-------- DATASET EXTRACT --------

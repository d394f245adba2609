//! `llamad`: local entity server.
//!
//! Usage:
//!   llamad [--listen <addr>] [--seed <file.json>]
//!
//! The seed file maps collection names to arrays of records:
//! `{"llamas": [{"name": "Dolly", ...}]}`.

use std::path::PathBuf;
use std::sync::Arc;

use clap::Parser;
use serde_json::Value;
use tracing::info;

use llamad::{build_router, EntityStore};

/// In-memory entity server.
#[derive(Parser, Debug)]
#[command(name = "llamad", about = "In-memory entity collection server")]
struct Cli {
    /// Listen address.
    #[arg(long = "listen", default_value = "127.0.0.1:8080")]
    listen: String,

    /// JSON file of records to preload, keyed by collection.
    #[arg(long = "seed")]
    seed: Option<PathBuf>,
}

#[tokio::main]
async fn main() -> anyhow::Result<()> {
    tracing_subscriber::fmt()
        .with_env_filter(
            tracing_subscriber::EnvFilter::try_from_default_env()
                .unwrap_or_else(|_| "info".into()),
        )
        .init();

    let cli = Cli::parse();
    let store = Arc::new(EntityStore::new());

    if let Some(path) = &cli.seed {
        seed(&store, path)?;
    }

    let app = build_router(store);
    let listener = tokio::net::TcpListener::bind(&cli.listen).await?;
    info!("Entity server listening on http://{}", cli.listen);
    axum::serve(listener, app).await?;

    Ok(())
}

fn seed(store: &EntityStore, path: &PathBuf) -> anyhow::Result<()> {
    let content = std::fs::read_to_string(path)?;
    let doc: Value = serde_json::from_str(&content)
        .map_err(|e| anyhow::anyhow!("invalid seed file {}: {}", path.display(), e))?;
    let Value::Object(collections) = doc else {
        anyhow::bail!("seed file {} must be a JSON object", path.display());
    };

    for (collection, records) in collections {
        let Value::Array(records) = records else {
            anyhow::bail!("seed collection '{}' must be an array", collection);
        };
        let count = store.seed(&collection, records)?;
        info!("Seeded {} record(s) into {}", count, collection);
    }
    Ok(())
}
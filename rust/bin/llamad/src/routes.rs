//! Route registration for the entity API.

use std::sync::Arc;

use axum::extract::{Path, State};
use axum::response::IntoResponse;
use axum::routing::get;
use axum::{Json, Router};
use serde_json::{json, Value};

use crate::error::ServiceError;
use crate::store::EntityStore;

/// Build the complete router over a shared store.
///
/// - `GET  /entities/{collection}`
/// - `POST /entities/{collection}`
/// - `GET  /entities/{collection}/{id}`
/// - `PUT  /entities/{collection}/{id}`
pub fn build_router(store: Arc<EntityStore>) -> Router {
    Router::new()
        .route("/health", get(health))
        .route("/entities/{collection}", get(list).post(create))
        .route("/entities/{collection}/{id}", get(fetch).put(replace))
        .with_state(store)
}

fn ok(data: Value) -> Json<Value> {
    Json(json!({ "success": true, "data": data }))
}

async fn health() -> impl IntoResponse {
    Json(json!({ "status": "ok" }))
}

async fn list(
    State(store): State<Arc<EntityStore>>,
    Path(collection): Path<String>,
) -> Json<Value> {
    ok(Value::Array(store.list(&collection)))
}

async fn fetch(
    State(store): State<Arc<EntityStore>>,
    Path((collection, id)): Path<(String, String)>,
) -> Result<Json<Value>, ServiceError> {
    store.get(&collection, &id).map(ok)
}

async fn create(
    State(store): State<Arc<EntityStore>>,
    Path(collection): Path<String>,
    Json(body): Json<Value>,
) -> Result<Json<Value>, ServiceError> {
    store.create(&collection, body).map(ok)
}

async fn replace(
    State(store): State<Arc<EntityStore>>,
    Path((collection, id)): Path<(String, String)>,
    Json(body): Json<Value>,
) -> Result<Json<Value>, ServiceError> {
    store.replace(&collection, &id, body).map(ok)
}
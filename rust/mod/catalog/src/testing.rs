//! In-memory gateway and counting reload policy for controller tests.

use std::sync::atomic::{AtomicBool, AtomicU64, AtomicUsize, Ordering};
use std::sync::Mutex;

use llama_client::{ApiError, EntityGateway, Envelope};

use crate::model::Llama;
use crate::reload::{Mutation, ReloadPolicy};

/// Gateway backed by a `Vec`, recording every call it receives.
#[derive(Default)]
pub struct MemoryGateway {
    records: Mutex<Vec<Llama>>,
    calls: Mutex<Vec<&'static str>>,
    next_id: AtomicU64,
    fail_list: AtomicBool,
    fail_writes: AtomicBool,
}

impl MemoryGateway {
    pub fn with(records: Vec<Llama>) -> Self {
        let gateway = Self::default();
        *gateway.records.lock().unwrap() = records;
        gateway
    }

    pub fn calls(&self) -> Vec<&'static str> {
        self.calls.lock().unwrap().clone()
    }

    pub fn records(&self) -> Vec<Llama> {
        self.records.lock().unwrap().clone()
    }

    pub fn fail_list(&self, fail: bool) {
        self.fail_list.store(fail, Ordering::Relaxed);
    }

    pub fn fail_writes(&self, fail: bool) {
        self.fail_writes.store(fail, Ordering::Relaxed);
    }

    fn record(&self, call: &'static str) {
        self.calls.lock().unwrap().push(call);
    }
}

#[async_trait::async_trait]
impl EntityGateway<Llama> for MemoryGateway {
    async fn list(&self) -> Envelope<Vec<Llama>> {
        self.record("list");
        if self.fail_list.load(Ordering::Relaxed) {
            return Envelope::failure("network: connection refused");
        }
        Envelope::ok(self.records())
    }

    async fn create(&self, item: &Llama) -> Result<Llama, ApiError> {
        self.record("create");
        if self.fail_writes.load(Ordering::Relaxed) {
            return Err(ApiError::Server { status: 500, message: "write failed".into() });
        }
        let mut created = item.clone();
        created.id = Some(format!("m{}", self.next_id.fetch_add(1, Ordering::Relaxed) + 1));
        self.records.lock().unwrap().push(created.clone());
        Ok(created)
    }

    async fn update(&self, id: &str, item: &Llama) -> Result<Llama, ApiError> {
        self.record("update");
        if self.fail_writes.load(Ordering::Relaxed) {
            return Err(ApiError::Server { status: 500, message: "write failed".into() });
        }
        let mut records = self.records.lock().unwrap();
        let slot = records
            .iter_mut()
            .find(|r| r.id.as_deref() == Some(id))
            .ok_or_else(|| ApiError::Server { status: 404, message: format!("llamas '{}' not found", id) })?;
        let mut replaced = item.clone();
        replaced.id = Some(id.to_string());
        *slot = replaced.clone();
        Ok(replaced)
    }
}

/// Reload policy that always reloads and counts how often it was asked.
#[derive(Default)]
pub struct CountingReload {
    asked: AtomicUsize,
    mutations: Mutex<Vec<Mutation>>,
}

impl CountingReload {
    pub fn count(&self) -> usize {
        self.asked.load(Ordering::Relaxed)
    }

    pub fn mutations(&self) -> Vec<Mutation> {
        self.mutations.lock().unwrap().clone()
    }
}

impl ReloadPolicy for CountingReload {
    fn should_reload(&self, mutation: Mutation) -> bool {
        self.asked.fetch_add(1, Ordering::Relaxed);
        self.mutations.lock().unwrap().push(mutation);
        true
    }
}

--------

Each line of the data in which the string "filename" appears needs to be copied.

> _RESPONSE TO THIS TASK_:
filename rust/bin/llamad/src/routes.rs
filename rust/mod/catalog/src/testing.rs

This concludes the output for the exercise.